→ **WHAT THE TASK REQUIRES**
Copy each entry below exactly as it reads.

→ **STORED DATA**
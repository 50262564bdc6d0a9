// SPDX-License-Identifier: BUSL-1.1
// Copyright (c) 2026 Alfred Jean LLC

//! Error types for the race engine

use erg_core::{
    ParticipantError, RaceId, RaceStatus, RaceToken, ResultError, TransitionError, UserId,
};
use erg_storage::StoreError;
use serde::{Deserialize, Serialize};
use std::fmt;
use thiserror::Error;

/// Closed set of failure categories exposed to request handlers
#[derive(Debug, Clone, Copy, PartialEq, Eq, Hash, Serialize, Deserialize)]
#[serde(rename_all = "snake_case")]
pub enum ErrorKind {
    InvalidInput,
    NotFound,
    InvalidState,
    Conflict,
    StorageFailure,
    Internal,
}

impl ErrorKind {
    pub fn as_str(&self) -> &'static str {
        match self {
            ErrorKind::InvalidInput => "invalid_input",
            ErrorKind::NotFound => "not_found",
            ErrorKind::InvalidState => "invalid_state",
            ErrorKind::Conflict => "conflict",
            ErrorKind::StorageFailure => "storage_failure",
            ErrorKind::Internal => "internal",
        }
    }

    /// True when the caller can fix the request and try again
    pub fn is_client_error(&self) -> bool {
        matches!(
            self,
            ErrorKind::InvalidInput | ErrorKind::NotFound | ErrorKind::InvalidState
        )
    }
}

impl fmt::Display for ErrorKind {
    fn fmt(&self, f: &mut fmt::Formatter<'_>) -> fmt::Result {
        f.write_str(self.as_str())
    }
}

/// Errors that can occur in race operations
#[derive(Debug, Error)]
pub enum RaceError {
    #[error("race distance must be at least {min} meters, got {got}")]
    DistanceTooShort { min: u32, got: i64 },
    #[error("distance must be a non-negative number of meters, got {0}")]
    InvalidDistance(i64),
    #[error("no race with token {0}")]
    TokenNotFound(RaceToken),
    #[error("race not found: {0}")]
    RaceNotFound(RaceId),
    #[error("user {user_id} has not joined race {race_id}")]
    NotParticipant { race_id: RaceId, user_id: UserId },
    #[error("race {race_id} has already started ({status})")]
    RaceAlreadyStarted { race_id: RaceId, status: RaceStatus },
    #[error("race {race_id} is {status} and cannot {action}")]
    InvalidStatus {
        race_id: RaceId,
        status: RaceStatus,
        action: &'static str,
    },
    #[error(transparent)]
    Transition(#[from] TransitionError),
    #[error(transparent)]
    Participant(#[from] ParticipantError),
    #[error("race {0} was modified concurrently")]
    Conflict(RaceId),
    #[error("storage error: {0}")]
    Store(#[from] StoreError),
    #[error("result calculation failed: {0}")]
    Results(#[from] ResultError),
}

impl RaceError {
    pub fn kind(&self) -> ErrorKind {
        match self {
            RaceError::DistanceTooShort { .. } | RaceError::InvalidDistance(_) => {
                ErrorKind::InvalidInput
            }
            RaceError::Participant(ParticipantError::DistanceRegressed { .. }) => {
                ErrorKind::InvalidInput
            }
            RaceError::TokenNotFound(_)
            | RaceError::RaceNotFound(_)
            | RaceError::NotParticipant { .. } => ErrorKind::NotFound,
            RaceError::RaceAlreadyStarted { .. }
            | RaceError::InvalidStatus { .. }
            | RaceError::Participant(ParticipantError::Illegal { .. }) => ErrorKind::InvalidState,
            RaceError::Transition(TransitionError::Illegal { .. }) => ErrorKind::InvalidState,
            RaceError::Transition(TransitionError::CountdownOutOfRange(_)) => ErrorKind::Internal,
            RaceError::Conflict(_) => ErrorKind::Conflict,
            RaceError::Store(StoreError::DuplicateRace(_)) => ErrorKind::Conflict,
            RaceError::Store(StoreError::RaceNotFound(_))
            | RaceError::Store(StoreError::ParticipantNotFound { .. }) => ErrorKind::NotFound,
            RaceError::Store(StoreError::Wal(_)) | RaceError::Store(StoreError::Unavailable(_)) => {
                ErrorKind::StorageFailure
            }
            RaceError::Results(_) => ErrorKind::Internal,
        }
    }

    /// Message safe to hand to a client
    ///
    /// Storage and internal failures are reported generically; the detail
    /// stays in the logs.
    pub fn public_message(&self) -> String {
        match self.kind() {
            ErrorKind::StorageFailure => "storage is temporarily unavailable".to_string(),
            ErrorKind::Internal => "internal error".to_string(),
            _ => self.to_string(),
        }
    }
}

#[cfg(test)]
#[path = "error_tests.rs"]
mod tests;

→ **ANSWER FOR THIS EXERCISE**
repository 50262564bdc6d0a9
// SPDX-License-Identifier: BUSL-1.1
// Copyright (c) 2026 Alfred Jean LLC

//! Error types for the race engine

use erg_core::{
    ParticipantError, RaceId, RaceStatus, RaceToken, ResultError, TransitionError, UserId,
};
use erg_storage::StoreError;
use serde::{Deserialize, Serialize};
use std::fmt;
use thiserror::Error;

/// Closed set of failure categories exposed to request handlers
#[derive(Debug, Clone, Copy, PartialEq, Eq, Hash, Serialize, Deserialize)]
#[serde(rename_all = "snake_case")]
pub enum ErrorKind {
    InvalidInput,
    NotFound,
    InvalidState,
    Conflict,
    StorageFailure,
    Internal,
}

impl ErrorKind {
    pub fn as_str(&self) -> &'static str {
        match self {
            ErrorKind::InvalidInput => "invalid_input",
            ErrorKind::NotFound => "not_found",
            ErrorKind::InvalidState => "invalid_state",
            ErrorKind::Conflict => "conflict",
            ErrorKind::StorageFailure => "storage_failure",
            ErrorKind::Internal => "internal",
        }
    }

    /// True when the caller can fix the request and try again
    pub fn is_client_error(&self) -> bool {
        matches!(
            self,
            ErrorKind::InvalidInput | ErrorKind::NotFound | ErrorKind::InvalidState
        )
    }
}

impl fmt::Display for ErrorKind {
    fn fmt(&self, f: &mut fmt::Formatter<'_>) -> fmt::Result {
        f.write_str(self.as_str())
    }
}

/// Errors that can occur in race operations
#[derive(Debug, Error)]
pub enum RaceError {
    #[error("race distance must be at least {min} meters, got {got}")]
    DistanceTooShort { min: u32, got: i64 },
    #[error("distance must be a non-negative number of meters, got {0}")]
    InvalidDistance(i64),
    #[error("no race with token {0}")]
    TokenNotFound(RaceToken),
    #[error("race not found: {0}")]
    RaceNotFound(RaceId),
    #[error("user {user_id} has not joined race {race_id}")]
    NotParticipant { race_id: RaceId, user_id: UserId },
    #[error("race {race_id} has already started ({status})")]
    RaceAlreadyStarted { race_id: RaceId, status: RaceStatus },
    #[error("race {race_id} is {status} and cannot {action}")]
    InvalidStatus {
        race_id: RaceId,
        status: RaceStatus,
        action: &'static str,
    },
    #[error(transparent)]
    Transition(#[from] TransitionError),
    #[error(transparent)]
    Participant(#[from] ParticipantError),
    #[error("race {0} was modified concurrently")]
    Conflict(RaceId),
    #[error("storage error: {0}")]
    Store(#[from] StoreError),
    #[error("result calculation failed: {0}")]
    Results(#[from] ResultError),
}

impl RaceError {
    pub fn kind(&self) -> ErrorKind {
        match self {
            RaceError::DistanceTooShort { .. } | RaceError::InvalidDistance(_) => {
                ErrorKind::InvalidInput
            }
            RaceError::Participant(ParticipantError::DistanceRegressed { .. }) => {
                ErrorKind::InvalidInput
            }
            RaceError::TokenNotFound(_)
            | RaceError::RaceNotFound(_)
            | RaceError::NotParticipant { .. } => ErrorKind::NotFound,
            RaceError::RaceAlreadyStarted { .. }
            | RaceError::InvalidStatus { .. }
            | RaceError::Participant(ParticipantError::Illegal { .. }) => ErrorKind::InvalidState,
            RaceError::Transition(TransitionError::Illegal { .. }) => ErrorKind::InvalidState,
            RaceError::Transition(TransitionError::CountdownOutOfRange(_)) => ErrorKind::Internal,
            RaceError::Conflict(_) => ErrorKind::Conflict,
            RaceError::Store(StoreError::DuplicateRace(_)) => ErrorKind::Conflict,
            RaceError::Store(StoreError::RaceNotFound(_))
            | RaceError::Store(StoreError::ParticipantNotFound { .. }) => ErrorKind::NotFound,
            RaceError::Store(StoreError::Wal(_)) | RaceError::Store(StoreError::Unavailable(_)) => {
                ErrorKind::StorageFailure
            }
            RaceError::Results(_) => ErrorKind::Internal,
        }
    }

    /// Message safe to hand to a client
    ///
    /// Storage and internal failures are reported generically; the detail
    /// stays in the logs.
    pub fn public_message(&self) -> String {
        match self.kind() {
            ErrorKind::StorageFailure => "storage is temporarily unavailable".to_string(),
            ErrorKind::Internal => "internal error".to_string(),
            _ => self.to_string(),
        }
    }
}

#[cfg(test)]
#[path = "error_tests.rs"]
mod tests;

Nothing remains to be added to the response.